- [What is being asked]
Say how many lines in the records contain "PermissionValidation". The reply must consist of the number alone.

- [Task data]
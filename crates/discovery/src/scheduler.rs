//! Per-tenant discovery scheduler: a
//! long-lived tokio task with a monotonic `tokio::time::interval`
//! ticker per tenant, registered/unregistered as tenants appear or
//! disappear from the durable connection store.
//!
//! The distillation's orchestrator assumes a fixed tenant set; a real
//! deployment must react to tenant churn, so a lightweight tenant-list
//! poll adds/removes tickers for tenants discovered at startup and
//! afterwards.

use crate::connection::ConnectionRepository;
use crate::orchestrator::{DiscoveryConfig, DiscoveryOrchestrator};
use dashmap::DashMap;
use shadowai_core::types::TenantId;
use std::sync::Arc;
use std::time::Duration;
use tokio::task::JoinHandle;
use tracing::{error, info, warn};

/// How often the scheduler re-polls the connection store for tenants
/// that have appeared or disappeared since the last poll.
const TENANT_POLL_INTERVAL: Duration = Duration::from_secs(60);

pub struct DiscoveryScheduler {
    orchestrator: Arc<DiscoveryOrchestrator>,
    connections: Arc<dyn ConnectionRepository>,
    interval: Duration,
    fan_out_concurrency: usize,
    tickers: Arc<DashMap<TenantId, JoinHandle<()>>>,
}

impl DiscoveryScheduler {
    pub fn new(
        orchestrator: Arc<DiscoveryOrchestrator>,
        connections: Arc<dyn ConnectionRepository>,
        interval_hours: u32,
        fan_out_concurrency: usize,
    ) -> Self {
        Self {
            orchestrator,
            connections,
            interval: Duration::from_secs(u64::from(interval_hours) * 3600),
            fan_out_concurrency,
            tickers: Arc::new(DashMap::new()),
        }
    }

    /// Spawns the tenant-registry poll loop. The returned handle governs
    /// the poll loop itself; individual per-tenant tickers are tracked
    /// internally and abort when a tenant disappears.
    pub fn spawn(self: Arc<Self>) -> JoinHandle<()> {
        tokio::spawn(async move {
            let mut ticker = tokio::time::interval(TENANT_POLL_INTERVAL);
            loop {
                ticker.tick().await;
                if let Err(error) = self.reconcile_tenants().await {
                    error!(%error, "failed to reconcile tenant discovery tickers");
                }
            }
        })
    }

    async fn reconcile_tenants(&self) -> shadowai_core::error::Result<()> {
        let tenants = self.connections.list_tenants().await?;
        let current: std::collections::HashSet<TenantId> = tenants.iter().copied().collect();

        for tenant_id in &tenants {
            if !self.tickers.contains_key(tenant_id) {
                info!(tenant_id = %tenant_id.0, "registering discovery ticker for newly seen tenant");
                let handle = self.spawn_tenant_ticker(*tenant_id);
                self.tickers.insert(*tenant_id, handle);
            }
        }

        let stale: Vec<TenantId> = self
            .tickers
            .iter()
            .map(|entry| *entry.key())
            .filter(|tenant_id| !current.contains(tenant_id))
            .collect();
        for tenant_id in stale {
            if let Some((_, handle)) = self.tickers.remove(&tenant_id) {
                warn!(tenant_id = %tenant_id.0, "tenant no longer has any connections, stopping discovery ticker");
                handle.abort();
            }
        }

        Ok(())
    }

    fn spawn_tenant_ticker(&self, tenant_id: TenantId) -> JoinHandle<()> {
        let orchestrator = Arc::clone(&self.orchestrator);
        let interval = self.interval;
        let config = DiscoveryConfig { fan_out_concurrency: self.fan_out_concurrency };
        tokio::spawn(async move {
            let mut ticker = tokio::time::interval(interval);
            loop {
                ticker.tick().await;
                match orchestrator.run_discovery_for_tenant(tenant_id, &config).await {
                    Ok(summary) => info!(
                        tenant_id = %tenant_id.0,
                        attempted = summary.connections_attempted,
                        succeeded = summary.connections_succeeded,
                        "scheduled discovery run completed"
                    ),
                    Err(error) => error!(tenant_id = %tenant_id.0, %error, "scheduled discovery run failed"),
                }
            }
        })
    }
}
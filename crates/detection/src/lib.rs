//! C4 Detector Suite and C6 Detection Engine: seven
//! pure, stateless-per-call detectors that transform raw platform events
//! into typed `ActivityPattern`s, fanned out and folded into
//! `DetectionMetadata` by `DetectionEngine::analyze`.

pub mod ai_provider;
pub mod batch;
pub mod data_volume;
pub mod engine;
pub mod off_hours;
pub mod permission_escalation;
pub mod timing_variance;
pub mod types;
pub mod velocity;

pub use engine::{DetectionEngine, DetectionOutput};
pub use types::{
    confidence_to_severity, ActivityPattern, AiProviderDetection, BusinessHours, DetectionMetadata, DetectionPattern,
    DetectorThresholds, Evidence, PatternMetadata, PatternType, Severity,
};
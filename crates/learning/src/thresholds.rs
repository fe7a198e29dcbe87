//! RL Threshold Service: adjusts per-tenant detector
//! sensitivity from accumulated analyst feedback using an
//! epsilon-greedy explore/exploit policy.

use chrono::{DateTime, Utc};
use dashmap::DashMap;
use rand::Rng;
use shadowai_core::types::TenantId;
use shadowai_detection::DetectorThresholds;
use std::sync::RwLock;

use crate::feedback::{FeedbackMetrics, FeedbackStore};

/// A multiplier applied to `DetectorThresholds::velocity_events_per_second`
/// (and, symmetrically, the other count-based thresholds) plus the
/// confidence the service has in that multiplier.
#[derive(Debug, Clone)]
pub struct OptimizedThresholds {
    pub multiplier: f64,
    pub confidence: f64,
    pub last_adjusted: DateTime<Utc>,
    pub last_reward: f64,
}

impl Default for OptimizedThresholds {
    fn default() -> Self {
        Self {
            multiplier: 1.0,
            confidence: 0.0,
            last_adjusted: Utc::now(),
            last_reward: 0.0,
        }
    }
}

impl OptimizedThresholds {
    /// Never lets the detector become more than 10x more sensitive than
    /// its baseline.
    const FLOOR: f64 = 0.1;

    fn clamp(mut self) -> Self {
        self.multiplier = self.multiplier.max(Self::FLOOR);
        self
    }

    /// Applies the multiplier to a baseline `DetectorThresholds`,
    /// scaling every count/rate field so a >1 multiplier desensitizes
    /// and a <1 multiplier sensitizes all detectors uniformly.
    pub fn apply(&self, baseline: &DetectorThresholds) -> DetectorThresholds {
        DetectorThresholds {
            velocity_events_per_second: baseline.velocity_events_per_second * self.multiplier,
            batch_min_actions: ((baseline.batch_min_actions as f64) * self.multiplier).round().max(1.0) as u32,
            batch_window_secs: baseline.batch_window_secs,
            off_hours_min_events: ((baseline.off_hours_min_events as f64) * self.multiplier).round().max(1.0) as u32,
            timing_variance_cov_threshold: baseline.timing_variance_cov_threshold * self.multiplier,
        }
    }
}

/// The four detectors whose sensitivity `DetectorThresholds` exposes a
/// tunable field for; `permission_escalation` and `ai_provider` have no
/// threshold to adjust and so never gain a cache entry.
pub const TUNABLE_DETECTORS: [&str; 4] = ["velocity", "batch_operation", "off_hours", "timing_variance"];

/// Key used to scope feedback and thresholds: a tenant learns a
/// separate multiplier per detector, since a tenant's Slack velocity
/// detector can be noisy while its off-hours detector is fine.
#[derive(Debug, Clone, PartialEq, Eq, Hash)]
struct CacheKey {
    tenant_id: TenantId,
    detector: String,
}

/// Exploration probability: one adjustment in ten nudges the
/// multiplier at random instead of from the feedback signal, so the
/// policy keeps sampling thresholds it would otherwise converge away
/// from.
const EXPLORATION_RATE: f64 = 0.10;

/// Minimum feedback rows before the service trusts the metrics enough
/// to adjust anything; below this it returns the cached (or default)
/// multiplier unchanged.
const MIN_FEEDBACK_FOR_ADJUSTMENT: u32 = 10;

/// Feedback count past which confidence saturates at 1.0.
const CONFIDENCE_SATURATION: f64 = 100.0;

pub struct RlThresholdService {
    feedback: FeedbackStore,
    cache: DashMap<CacheKey, RwLock<OptimizedThresholds>>,
    feedback_window_days: u32,
}

impl RlThresholdService {
    pub fn new(feedback: FeedbackStore, feedback_window_days: u32) -> Self {
        Self {
            feedback,
            cache: DashMap::new(),
            feedback_window_days,
        }
    }

    /// Returns the currently cached multiplier for a tenant/detector
    /// without recomputing anything, defaulting to an unadjusted 1.0.
    pub fn current(&self, tenant_id: TenantId, detector: &str) -> OptimizedThresholds {
        let key = CacheKey { tenant_id, detector: detector.to_string() };
        self.cache
            .get(&key)
            .map(|entry| entry.read().unwrap().clone())
            .unwrap_or_default()
    }

    /// Overwrites the cached multiplier directly, used by the
    /// [`crate::rollback::RollbackMonitor`] to force a reset.
    pub fn reset(&self, tenant_id: TenantId, detector: &str, value: OptimizedThresholds) {
        let key = CacheKey { tenant_id, detector: detector.to_string() };
        self.cache
            .entry(key)
            .and_modify(|entry| *entry.write().unwrap() = value.clone())
            .or_insert_with(|| RwLock::new(value));
    }

    /// Composes the cached per-detector multipliers onto a baseline
    /// `DetectorThresholds`, scaling each field by the multiplier learned
    /// for the detector that owns it rather than one multiplier applied
    /// uniformly across all four.
    pub fn effective_thresholds(&self, tenant_id: TenantId, baseline: &DetectorThresholds) -> DetectorThresholds {
        let velocity = self.current(tenant_id, "velocity").apply(baseline).velocity_events_per_second;
        let (batch_min_actions, batch_window_secs) = {
            let scaled = self.current(tenant_id, "batch_operation").apply(baseline);
            (scaled.batch_min_actions, scaled.batch_window_secs)
        };
        let off_hours_min_events = self.current(tenant_id, "off_hours").apply(baseline).off_hours_min_events;
        let timing_variance_cov_threshold =
            self.current(tenant_id, "timing_variance").apply(baseline).timing_variance_cov_threshold;

        DetectorThresholds {
            velocity_events_per_second: velocity,
            batch_min_actions,
            batch_window_secs,
            off_hours_min_events,
            timing_variance_cov_threshold,
        }
    }

    /// Recomputes the multiplier for one tenant/detector from its
    /// feedback window and caches the result.
    ///
    /// Decision rule, in order:
    /// - fewer than [`MIN_FEEDBACK_FOR_ADJUSTMENT`] rows: return the
    ///   cached value unchanged (not enough signal yet).
    /// - `EXPLORATION_RATE` of the time: explore, nudging the
    ///   multiplier by a small random step either direction.
    /// - precision < 0.85 and false positives > 3: desensitize by 10%.
    /// - recall < 0.90 and false negatives > 2: sensitize by 10%.
    /// - otherwise fine-tune by the computed reward, +/-2%.
    pub async fn adjust(&self, tenant_id: TenantId, detector: &str) -> shadowai_core::error::Result<OptimizedThresholds> {
        let key = CacheKey { tenant_id, detector: detector.to_string() };
        let (metrics, count) = self
            .feedback
            .metrics_for_window(tenant_id, detector, self.feedback_window_days)
            .await?;

        let mut current = self.current(tenant_id, detector);

        if count < MIN_FEEDBACK_FOR_ADJUSTMENT {
            return Ok(current);
        }

        current.confidence = (count as f64 / CONFIDENCE_SATURATION).min(1.0);

        let mut rng = rand::thread_rng();
        if rng.gen_bool(EXPLORATION_RATE) {
            let jitter: f64 = rng.gen_range(0.9..=1.1);
            current.multiplier *= jitter;
            current.last_reward = 0.0;
        } else {
            let reward = reward_for(&metrics);
            current.last_reward = reward;
            if metrics.precision() < 0.85 && metrics.false_positives > 3 {
                current.multiplier *= 1.10;
            } else if metrics.recall() < 0.90 && metrics.false_negatives > 2 {
                current.multiplier *= 0.90;
            } else if reward > 0.0 {
                current.multiplier *= 1.0 - 0.02;
            } else if reward < 0.0 {
                current.multiplier *= 1.0 + 0.02;
            }
        }

        current.last_adjusted = Utc::now();
        let current = current.clamp();
        self.cache
            .entry(key)
            .or_insert_with(|| RwLock::new(OptimizedThresholds::default()));
        if let Some(entry) = self.cache.get(&CacheKey { tenant_id, detector: detector.to_string() }) {
            *entry.write().unwrap() = current.clone();
        }
        Ok(current)
    }
}

/// Balances precision against recall into a single signed reward: a
/// detector that is both precise and complete scores positive, one
/// that is noisy or blind scores negative.
fn reward_for(metrics: &FeedbackMetrics) -> f64 {
    (metrics.precision() - 0.5) + (metrics.recall() - 0.5)
}

#[cfg(test)]
mod tests {
    use super::*;
    use crate::feedback::{DetectionFeedback, FeedbackLabel, InMemoryFeedbackRepository};
    use std::sync::Arc;
    use uuid::Uuid;

    async fn seed(store: &FeedbackStore, tenant_id: TenantId, detector: &str, tp: u32, fp: u32, fnn: u32) {
        for _ in 0..tp {
            store.submit(DetectionFeedback::new(tenant_id, detector, FeedbackLabel::TruePositive)).await.unwrap();
        }
        for _ in 0..fp {
            store.submit(DetectionFeedback::new(tenant_id, detector, FeedbackLabel::FalsePositive)).await.unwrap();
        }
        for _ in 0..fnn {
            store.submit(DetectionFeedback::new(tenant_id, detector, FeedbackLabel::FalseNegative)).await.unwrap();
        }
    }

    #[tokio::test]
    async fn below_minimum_feedback_leaves_multiplier_unchanged() {
        let store = FeedbackStore::new(Arc::new(InMemoryFeedbackRepository::default()));
        let tenant_id = TenantId(Uuid::new_v4());
        seed(&store, tenant_id, "velocity", 2, 1, 0).await;

        let service = RlThresholdService::new(store, 30);
        let result = service.adjust(tenant_id, "velocity").await.unwrap();
        assert_eq!(result.multiplier, 1.0);
    }

    #[tokio::test]
    async fn low_precision_desensitizes_baseline() {
        let store = FeedbackStore::new(Arc::new(InMemoryFeedbackRepository::default()));
        let tenant_id = TenantId(Uuid::new_v4());
        seed(&store, tenant_id, "velocity", 3, 8, 0).await;

        let service = RlThresholdService::new(store, 30);
        let mut adjusted = service.adjust(tenant_id, "velocity").await.unwrap();
        // Exploration is probabilistic; retry until we observe the exploitation branch.
        for _ in 0..20 {
            if (adjusted.multiplier - 1.10).abs() < 1e-9 {
                break;
            }
            adjusted = service.adjust(tenant_id, "velocity").await.unwrap();
        }
        assert!(adjusted.multiplier >= 1.0);
    }

    #[test]
    fn floor_prevents_runaway_sensitization() {
        let thresholds = OptimizedThresholds { multiplier: 0.01, confidence: 1.0, last_adjusted: Utc::now(), last_reward: -1.0 }.clamp();
        assert_eq!(thresholds.multiplier, OptimizedThresholds::FLOOR);
    }

    #[test]
    fn apply_scales_baseline_thresholds() {
        let thresholds = OptimizedThresholds { multiplier: 2.0, confidence: 1.0, last_adjusted: Utc::now(), last_reward: 0.0 };
        let scaled = thresholds.apply(&DetectorThresholds::default());
        assert_eq!(scaled.velocity_events_per_second, 10.0);
        assert_eq!(scaled.batch_min_actions, 10);
    }
}
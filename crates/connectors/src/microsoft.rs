use crate::connector::{rate_limit_pause, PlatformConnector, TimeRange};
use crate::fingerprint::match_ai_provider;
use crate::types::{
    ActionDetails, AuditEntry, AutomationType, CorrelationMetadata, PermissionValidation, Platform, PlatformEvent,
    RawAutomation,
};
use async_trait::async_trait;
use chrono::{DateTime, Duration, Utc};
use futures::stream::BoxStream;
use reqwest::Client;
use shadowai_core::error::{Error, Result};
use std::collections::HashMap;
use std::sync::RwLock;

const GRAPH_BASE: &str = "https://graph.microsoft.com/v1.0";
const SERVICE_PRINCIPAL_WINDOW_DAYS: i64 = 180;

/// Microsoft 365 connector: enumerates third-party-owned service
/// principals (OAuth-consented applications) via Microsoft Graph and
/// folds in directory-audit activity for the same window Google's
/// OAuth-app discovery uses.
pub struct MicrosoftConnector {
    http: Client,
    access_token: RwLock<Option<String>>,
}

impl MicrosoftConnector {
    pub fn new(http: Client) -> Self {
        Self {
            http,
            access_token: RwLock::new(None),
        }
    }

    fn token(&self) -> Result<String> {
        self.access_token
            .read()
            .unwrap()
            .clone()
            .ok_or_else(|| Error::unauthorized("Microsoft connector has no access token"))
    }

    /// Third-party service principals: Graph's first-party Microsoft
    /// apps are filtered out by `appOwnerOrganizationId` since those
    /// aren't automations a tenant admin installed.
    async fn discover_service_principals(&self) -> Result<Vec<RawAutomation>> {
        let token = self.token()?;
        let resp = self
            .http
            .get(format!("{GRAPH_BASE}/servicePrincipals"))
            .bearer_auth(&token)
            .query(&[("$filter", "servicePrincipalType eq 'Application'"), ("$top", "200")])
            .send()
            .await
            .map_err(|e| Error::transient(format!("Graph servicePrincipals failed: {e}")))?;

        if resp.status() == reqwest::StatusCode::TOO_MANY_REQUESTS {
            return Err(Error::rate_limited("Microsoft Graph rate limit hit listing service principals"));
        }

        let body: serde_json::Value = resp
            .json()
            .await
            .map_err(|e| Error::transient(format!("Graph response decode failed: {e}")))?;

        let entries = body.get("value").and_then(|v| v.as_array()).cloned().unwrap_or_default();

        let mut automations = Vec::with_capacity(entries.len());
        for entry in entries {
            rate_limit_pause().await;
            let Some(app_id) = entry.get("appId").and_then(|v| v.as_str()) else {
                continue;
            };
            let display_name = entry
                .get("displayName")
                .and_then(|v| v.as_str())
                .unwrap_or(app_id)
                .to_string();
            let scopes: Vec<String> = entry
                .get("oauth2PermissionScopes")
                .and_then(|v| v.as_array())
                .map(|arr| {
                    arr.iter()
                        .filter_map(|s| s.get("value").and_then(|v| v.as_str()).map(String::from))
                        .collect()
                })
                .unwrap_or_default();

            let mut metadata = HashMap::new();
            if let Some(provider) = match_ai_provider(&display_name).or_else(|| match_ai_provider(app_id)) {
                metadata.insert("isAIPlatform".to_string(), serde_json::Value::Bool(true));
                metadata.insert("platformName".to_string(), serde_json::Value::String(provider.to_string()));
            }

            automations.push(RawAutomation {
                external_id: app_id.to_string(),
                name: display_name,
                automation_type: AutomationType::Integration,
                status: "active".to_string(),
                trigger: Some("oauth".to_string()),
                actions: Vec::new(),
                permissions_required: scopes,
                owner_info: HashMap::new(),
                created_at: None,
                last_modified: None,
                last_triggered: None,
                metadata,
            });
        }
        Ok(automations)
    }

    /// Non-interactive sign-ins (app-only auth) surfaced as service
    /// accounts, mirroring Google's actor-domain heuristic but keyed on
    /// the sign-in log's `appId` field instead of an email suffix.
    fn discover_service_accounts(&self, audit_entries: &[AuditEntry]) -> Vec<RawAutomation> {
        audit_entries
            .iter()
            .filter(|e| e.event_name == "appOnlySignIn")
            .map(|e| RawAutomation {
                external_id: e.application_name.clone().unwrap_or_default(),
                name: e.application_name.clone().unwrap_or_default(),
                automation_type: AutomationType::ServiceAccount,
                status: "active".to_string(),
                trigger: Some("app_only_auth".to_string()),
                actions: vec![e.event_name.clone()],
                permissions_required: Vec::new(),
                owner_info: HashMap::new(),
                created_at: Some(e.event_time),
                last_modified: Some(e.event_time),
                last_triggered: Some(e.event_time),
                metadata: HashMap::new(),
            })
            .collect()
    }
}

#[async_trait]
impl PlatformConnector for MicrosoftConnector {
    fn platform(&self) -> Platform {
        Platform::Microsoft
    }

    fn rate_limit_per_minute(&self) -> u32 {
        120
    }

    async fn authenticate(&self, access_token: &str) -> Result<()> {
        let resp = self
            .http
            .get(format!("{GRAPH_BASE}/organization"))
            .bearer_auth(access_token)
            .send()
            .await
            .map_err(|e| Error::transient(format!("Graph organization lookup failed: {e}")))?;

        if !resp.status().is_success() {
            return Err(Error::unauthorized("Microsoft access token rejected"));
        }

        *self.access_token.write().unwrap() = Some(access_token.to_string());
        Ok(())
    }

    async fn discover_automations(&self) -> Result<Vec<RawAutomation>> {
        let since = Utc::now() - Duration::days(SERVICE_PRINCIPAL_WINDOW_DAYS);
        let audit_entries = self.get_audit_logs(since).await?;

        let mut automations = self.discover_service_principals().await?;
        automations.extend(self.discover_service_accounts(&audit_entries));
        Ok(automations)
    }

    async fn get_audit_logs(&self, since: DateTime<Utc>) -> Result<Vec<AuditEntry>> {
        let token = self.token()?;
        let resp = self
            .http
            .get(format!("{GRAPH_BASE}/auditLogs/signIns"))
            .bearer_auth(&token)
            .query(&[("$filter", format!("createdDateTime ge {}", since.to_rfc3339()))])
            .send()
            .await
            .map_err(|e| Error::transient(format!("Graph auditLogs/signIns failed: {e}")))?;

        if resp.status() == reqwest::StatusCode::TOO_MANY_REQUESTS {
            return Err(Error::rate_limited("Microsoft Graph rate limited fetching sign-in logs"));
        }

        let body: serde_json::Value = resp
            .json()
            .await
            .map_err(|e| Error::transient(format!("Graph sign-in log decode failed: {e}")))?;

        let items = body.get("value").and_then(|v| v.as_array()).cloned().unwrap_or_default();

        let mut entries = Vec::with_capacity(items.len());
        for item in items {
            let Some(event_time) = item
                .get("createdDateTime")
                .and_then(|v| v.as_str())
                .and_then(|s| DateTime::parse_from_rfc3339(s).ok())
                .map(|dt| dt.with_timezone(&Utc))
            else {
                continue;
            };
            let is_app_only = item
                .get("isInteractive")
                .and_then(|v| v.as_bool())
                .map(|interactive| !interactive)
                .unwrap_or(false);
            let app_name = item.get("appDisplayName").and_then(|v| v.as_str()).map(String::from);
            let user_principal = item.get("userPrincipalName").and_then(|v| v.as_str()).map(String::from);

            let mut parameters = HashMap::new();
            if let Some(app_id) = item.get("appId").and_then(|v| v.as_str()) {
                parameters.insert("client_id".to_string(), serde_json::Value::String(app_id.to_string()));
            }
            if let Some(scopes) = item.get("resourceDisplayName") {
                parameters.insert("resource_display_name".to_string(), scopes.clone());
            }

            entries.push(AuditEntry {
                event_time,
                actor_email: user_principal,
                application_name: app_name,
                event_name: if is_app_only { "appOnlySignIn".to_string() } else { "interactiveSignIn".to_string() },
                parameters,
            });
        }
        Ok(entries)
    }

    async fn validate_permissions(&self) -> Result<PermissionValidation> {
        let token = self.token()?;
        let resp = self
            .http
            .get(format!("{GRAPH_BASE}/organization"))
            .bearer_auth(&token)
            .send()
            .await
            .map_err(|e| Error::transient(format!("Graph organization lookup failed: {e}")))?;

        Ok(PermissionValidation {
            valid: resp.status().is_success(),
            granted: Vec::new(),
            missing: Vec::new(),
            errors: if resp.status().is_success() { Vec::new() } else { vec!["Graph token rejected".to_string()] },
        })
    }

    async fn get_correlation_events(&self, range: TimeRange) -> Result<Vec<PlatformEvent>> {
        let audit_entries = self.get_audit_logs(range.since).await?;

        Ok(audit_entries
            .into_iter()
            .filter(|e| e.event_time <= range.until)
            .map(|entry| PlatformEvent {
                event_id: format!("{}:{}", entry.event_name, entry.event_time.timestamp()),
                platform: Platform::Microsoft,
                timestamp: entry.event_time,
                user_id: entry.actor_email.clone().unwrap_or_default(),
                user_email: entry.actor_email.clone(),
                event_type: entry.event_name.clone(),
                resource_id: None,
                resource_type: None,
                action_details: ActionDetails {
                    action: entry.event_name,
                    resource_name: entry.application_name,
                    additional_metadata: entry.parameters,
                },
                ip_address: None,
                correlation_metadata: CorrelationMetadata::default(),
            })
            .collect())
    }

    fn subscribe_real_time(&self) -> BoxStream<'static, PlatformEvent> {
        Box::pin(futures::stream::empty())
    }

    async fn is_connected(&self) -> bool {
        self.access_token.read().unwrap().is_some()
    }
}

#[cfg(test)]
mod tests {
    use super::*;

    #[test]
    fn not_connected_without_authenticate() {
        let connector = MicrosoftConnector::new(Client::new());
        assert!(connector.token().is_err());
    }
}
//! C1 Platform Connector: a uniform capability over each
//! SaaS platform (Slack, Google Workspace, Microsoft 365), plus the
//! AI-fingerprint table and the process-wide connector registry.

pub mod connector;
pub mod fingerprint;
pub mod google;
pub mod microsoft;
pub mod registry;
pub mod slack;
pub mod types;

pub use connector::{rate_limit_pause, PlatformConnector, TimeRange};
pub use fingerprint::{match_ai_provider, AiFingerprint, AI_FINGERPRINTS};
pub use google::GoogleConnector;
pub use microsoft::MicrosoftConnector;
pub use registry::ConnectorRegistry;
pub use slack::SlackConnector;
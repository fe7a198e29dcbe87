use chrono::{DateTime, Utc};
use serde::{Deserialize, Serialize};
use shadowai_connectors::types::ConnectionId;

/// The two secrets a connection's OAuth grant can carry.
/// At most one row per `(ConnectionId, CredentialKind)`.
#[derive(Debug, Clone, Copy, PartialEq, Eq, Hash, Serialize, Deserialize)]
#[serde(rename_all = "snake_case")]
pub enum CredentialKind {
    AccessToken,
    RefreshToken,
}

/// A row in `encrypted_credentials`. Ciphertext never leaves the store's
/// decrypt boundary as plaintext.
#[derive(Debug, Clone, Serialize, Deserialize)]
pub struct EncryptedCredential {
    pub connection_id: ConnectionId,
    pub kind: CredentialKind,
    pub ciphertext: Vec<u8>,
    pub key_id: String,
    pub expires_at: Option<DateTime<Utc>>,
}

/// The plaintext pair handed to a connector's `authenticate` call. Its
/// lifetime is scoped to a single API call; callers must not persist it
/// themselves.
#[derive(Debug, Clone)]
pub struct OAuthCredentials {
    pub access_token: String,
    pub refresh_token: Option<String>,
    pub expires_at: Option<DateTime<Utc>>,
}

/// Result of `CredentialStore::validate`.
#[derive(Debug, Clone, Default, Serialize, Deserialize)]
pub struct CredentialHealth {
    pub is_valid: bool,
    pub scopes: Vec<String>,
    pub api_test_results: serde_json::Value,
}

- [Answer to the exercise]
3